17. Animals are subject to the same physical laws
as inanimate objects.
• An understanding of movement (e.g. motion of the joints and body)
comes through an understanding of the forces acting upon the joint or
the body that result in that movement. Forces can be simplified into
linear and rotational components
18. DEFINITIONS:
• LINEAR FORCE
• Force can be broken down into various vectors.
• Vertical vectors (e.g. the downward forces due to body weight and
the upward forces of the supporting surface)
• Horizontal vectors (e.g. forces exerted to propel forward and
backward forces to brake forward motion)
19. • With adequate force and friction (traction) the body can propel itself forward.
(practical application dictates a need for good traction to allow this forward
motion – whoa to those leading a horse on ice
20. ROTATIONAL FORCE (TORQUE)
• Rotational force = force (F) x distance from fulcrum (d)
• Limb rotation = muscle force (F) x distance from joint (d)

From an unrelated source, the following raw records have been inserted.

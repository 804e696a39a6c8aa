//! Drop manifest records without a numeric grade.
//!
//! Usage: `filter-manifest <input_json> <output_json>`

use cardgrade_ml::manifest::{filter_numeric_grades, load_manifest, save_manifest};
use clap::Parser;
use std::path::PathBuf;

/// Keep only manifest records whose grade is a number
#[derive(Parser, Debug)]
#[command(name = "filter-manifest", version, about, long_about = None)]
struct Cli {
    /// Manifest JSON written by the scraper
    input_json: PathBuf,

    /// Where the filtered manifest is written (overwritten)
    output_json: PathBuf,
}

fn main() -> anyhow::Result<()> {
    let cli = Cli::parse();
    let _startup = cardgrade_cli::startup("filter-manifest")?;

    let records = load_manifest(&cli.input_json)?;
    let outcome = filter_numeric_grades(records);
    save_manifest(&cli.output_json, &outcome.kept)?;

    tracing::info!(kept = outcome.kept.len(), dropped = outcome.dropped, "Manifest filtered");
    println!(
        "Filtered {} invalid entries. Output: {}",
        outcome.dropped,
        cli.output_json.display()
    );

    Ok(())
}
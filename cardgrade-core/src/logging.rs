//! Tracing setup shared by the cardgrade binaries.
//!
//! Human-readable output goes to stderr; when enabled, a JSON copy of every
//! event is appended to a daily rolling file under the per-user data dir.

use crate::config::{LoggingConfig, project_dirs};
use std::path::PathBuf;
use tracing_appender::non_blocking::WorkerGuard;
use tracing_subscriber::layer::SubscriberExt;
use tracing_subscriber::util::SubscriberInitExt;
use tracing_subscriber::{EnvFilter, Layer};

/// Directory holding the JSON log files.
pub fn log_dir() -> PathBuf {
    project_dirs()
        .map(|d| d.data_dir().join("logs"))
        .unwrap_or_else(|| PathBuf::from("."))
}

/// Install the global subscriber.
///
/// `RUST_LOG` wins over `config.level`. The returned guard flushes the file
/// writer on drop and must be held for the life of the process.
pub fn init_tracing(config: &LoggingConfig, app_name: &str) -> Option<WorkerGuard> {
    let stderr_filter =
        EnvFilter::try_from_default_env().unwrap_or_else(|_| EnvFilter::new(&config.level));
    let stderr_layer = tracing_subscriber::fmt::layer()
        .with_target(false)
        .with_writer(std::io::stderr)
        .with_filter(stderr_filter);

    if !config.file {
        tracing_subscriber::registry().with(stderr_layer).init();
        return None;
    }

    let dir = log_dir();
    let _ = std::fs::create_dir_all(&dir);
    let file_appender = tracing_appender::rolling::daily(&dir, format!("{app_name}.log"));
    let (non_blocking, guard) = tracing_appender::non_blocking(file_appender);
    let json_layer = tracing_subscriber::fmt::layer()
        .json()
        .with_writer(non_blocking)
        .with_filter(EnvFilter::new("debug"));

    tracing_subscriber::registry()
        .with(stderr_layer)
        .with(json_layer)
        .init();

    Some(guard)
}
//! # cardgrade-core
//!
//! Layered configuration and tracing setup shared by the cardgrade tools.

pub mod config;
pub mod logging;

pub use config::{
    CardgradeConfig, FetcherConfig, LoggingConfig, PretrainedConfig, TrainerConfig, load_config,
};
pub use logging::init_tracing;
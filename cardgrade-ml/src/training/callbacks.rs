//! Training callbacks — per-epoch progress reporting.

use crate::training::metrics::TrainingMetrics;

/// Observer invoked by the runner after every epoch.
pub trait TrainingCallback {
    /// `epoch` is 1-based; `metrics` already includes this epoch.
    fn on_epoch_end(&mut self, epoch: usize, total_epochs: usize, metrics: &TrainingMetrics);
}

/// Prints `Epoch <n>/<N> - Loss: <x.xxxx>` to stdout.
#[derive(Debug, Default, Clone, Copy)]
pub struct ConsoleReporter;

impl ConsoleReporter {
    pub fn format_line(epoch: usize, total_epochs: usize, loss: f64) -> String {
        format!("Epoch {epoch}/{total_epochs} - Loss: {loss:.4}")
    }
}

impl TrainingCallback for ConsoleReporter {
    fn on_epoch_end(&mut self, epoch: usize, total_epochs: usize, metrics: &TrainingMetrics) {
        if let Some(loss) = metrics.last_loss() {
            println!("{}", Self::format_line(epoch, total_epochs, loss));
        }
    }
}

#[cfg(test)]
mod tests {
    use super::*;

    #[test]
    fn test_console_line_format() {
        assert_eq!(
            ConsoleReporter::format_line(1, 5, 2.302585),
            "Epoch 1/5 - Loss: 2.3026"
        );
    }
}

Torque input (muscle generated) = torque output (limb
movement)
Muscles generate forces which when applied to the skeleton
will generate rotation about a joint.
21. MUSCLE ATTACHMENT EFFECTS
• The location of the muscle attachment (e.g. distance from joint) influences the
resultant movement of that joint
• MECHANICAL ADVANTAGE VERSUS VELOCITY ADVANTAGE
• Muscles that attach further from the joint have a mechanical advantage over muscles
attached closer to the joint
22. • In the diagram below if muscles
#1 and #2 were of equal
strength (i.e., can generate the
same force) then muscle #2
could produce a greater
rotational force because its
attachment is at a greater
distance from the joint
(rotational force = muscle force
X distance from joint)
23. • Conversely muscles that attach
close to the point of rotation are
able to produce faster movement
of the lever arm than muscle that
attach farther from the fulcrum.
• In the diagram to the right if
muscle #1 and muscle #2 both
contract 10% during an identical
time period - muscle #1’s
contraction would result in a larger
movement of the lever arm during
that same frame of time than
muscle #2. In other words, muscle
#1 will result in a more rapid
rotation - it has a velocity
advantage
24. • Muscles attaching close to the joint with their velocity
advantage are termed “high gear” muscles and those with a
more distal attachment resulting in a mechanical advantage are
termed “low gear” muscles.
• It may be helpful to consider a similar gear analogy as in a car
or bike.
• At low gears the output force is relatively large – allowing the
vehicle to climb up a steep hill. High gears on the other hand
generates a lot of speed – as would be advantageous in passing
a vehicle.
• Note: the relationship between force and speed is inverse – one
will increase at the same time the other decreases
25. JOINT POSITIONING EFFECTS
• THE BODY’S LEVER SYSTEM
• Unique skeletal features result from
functional adaptations over time.
• In the figure below - the upper
diagram is an example of an animal
that uses it’s front limbs for digging;
the muscles attached to the point of
the elbow (olecranon) are positioned
further from the elbow joint (fulcrum
of movement) thereby generating
large forces for digging.
• The lower diagram with muscles
attaching closer to the elbow joint is
an runner adaptation that can result
in a rapid rotation with muscle
contraction (velocity advantage.
26. APPLICATIONS OF BIOMECHANICS
• Biomechanics is widely used in orthopaedic industry to design orthopedic
implants for joints, dental parts, external fixations and other medical
purposes.
• Biotribology is a very important part of it. It is a study of the performance
and function of biomaterials used for orthopaedic implants.
• It plays a vital role in order to improve the design and produce successful
biomaterials for medical and clinical purposes.
• Used in the treatment and management of lameness.
• Used as Index for draft power.
• Sire index in the selection of draft animals by a breeder.
• Helps in conservation of native germplasm of draft animals.